Data-Ish • Edition 4
Short on time? Here's the gist.
Before tools, dashboards, or funding requests, teams need a shared picture of what matters. Call it whatever you want: a logic model, a log frame, or 'Bob'. What matters is the thinking and shared understanding.
Things that make you go hmmm.
The Grocery Store Problem
You know that feeling when you go to the grocery store hungry?
Everything looks good. You end up with a lot of ingredients and impulse buys with no actual meals.
Program design without a shared understanding works the same way.

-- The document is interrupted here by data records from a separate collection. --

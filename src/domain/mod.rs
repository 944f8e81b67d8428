//! Domain layer: Core types and pure logic.
//!
//! Nothing in here performs I/O beyond reading a selected file from disk.
//! All types are serializable.

mod analysis;
mod patient;
mod upload;

pub use analysis::{
    classify, AnalysisResult, ConfidenceBand, SeverityClassification, SeverityTier,
};
pub use patient::{PatientRecord, PatientSummary, ScanImageRef};
pub use upload::{validate, Preview, UploadCandidate, ValidationError, MAX_UPLOAD_BYTES};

When teams don’t agree on what they’re trying to learn, what success actually looks like, or how change is supposed to happen;
Every idea sounds reasonable
Every metric feels important
Every system promises to help
The Cheapest Time to Think Is at the Beginning
Clarity First. Systems Second.
Logic models don’t add work; they prevent wasted work. When teams skip this step, the cost shows up later as:
Data you collect but don’t trust
Dashboards no one uses
Reports that don’t answer real questions
Systems that reflect decisions no one remembers making
Spending time upfront to agree on what matters helps:
Reduce rework
Shorten decision-making
Prevent, “but that’s not what I meant,” conversations
Make data feel supportive instead of burdensome
Process > Product (Every Time)
One of the biggest mistakes organizations make is treating this as a deliverable instead of a conversation.
When one person builds it alone, you get:
Compliance, not ownership
Documentation, not clarity
A file no one revisits
When teams build this together, the benefits in the graphic above aren’t theoretical; they show up in how decisions get made.
It doesn’t have to look a certain way. You don’t need the “right” language or even to call it a logic model. Sketch it on a napkin, map it with LEGO, or hash it out on a whiteboard.
This isn’t about perfection. It’s about shared direction.
Field Notes
This doesn’t have to be painful, and it doesn’t require an advanced degree.
About 30% of our current projects focus on helping teams design “logic models” from the front line up, bringing together people closest to the day-to-day work with those responsible for decisions and systems.
The facilitator’s job isn’t to teach jargon or walk through a template. It’s to create a space and process where everyone can contribute meaningfully and feel confident that their experience counts.
We don’t begin by defining terms or introducing a framework.
We begin with questions.
As teams talk through what they do, why they do it, and what they notice, patterns surface.
That’s the work.
The model just makes it visible.
Need help facilitating the process with your team?
Napkin Doodle Prompt
Rad Resources
"Living Logic Models"
"Living Logic Models" simplifies complex concepts by showing rather than telling. Participants use yarn to physically connect activities and outcomes, making abstract relationships tangible and easier to understand.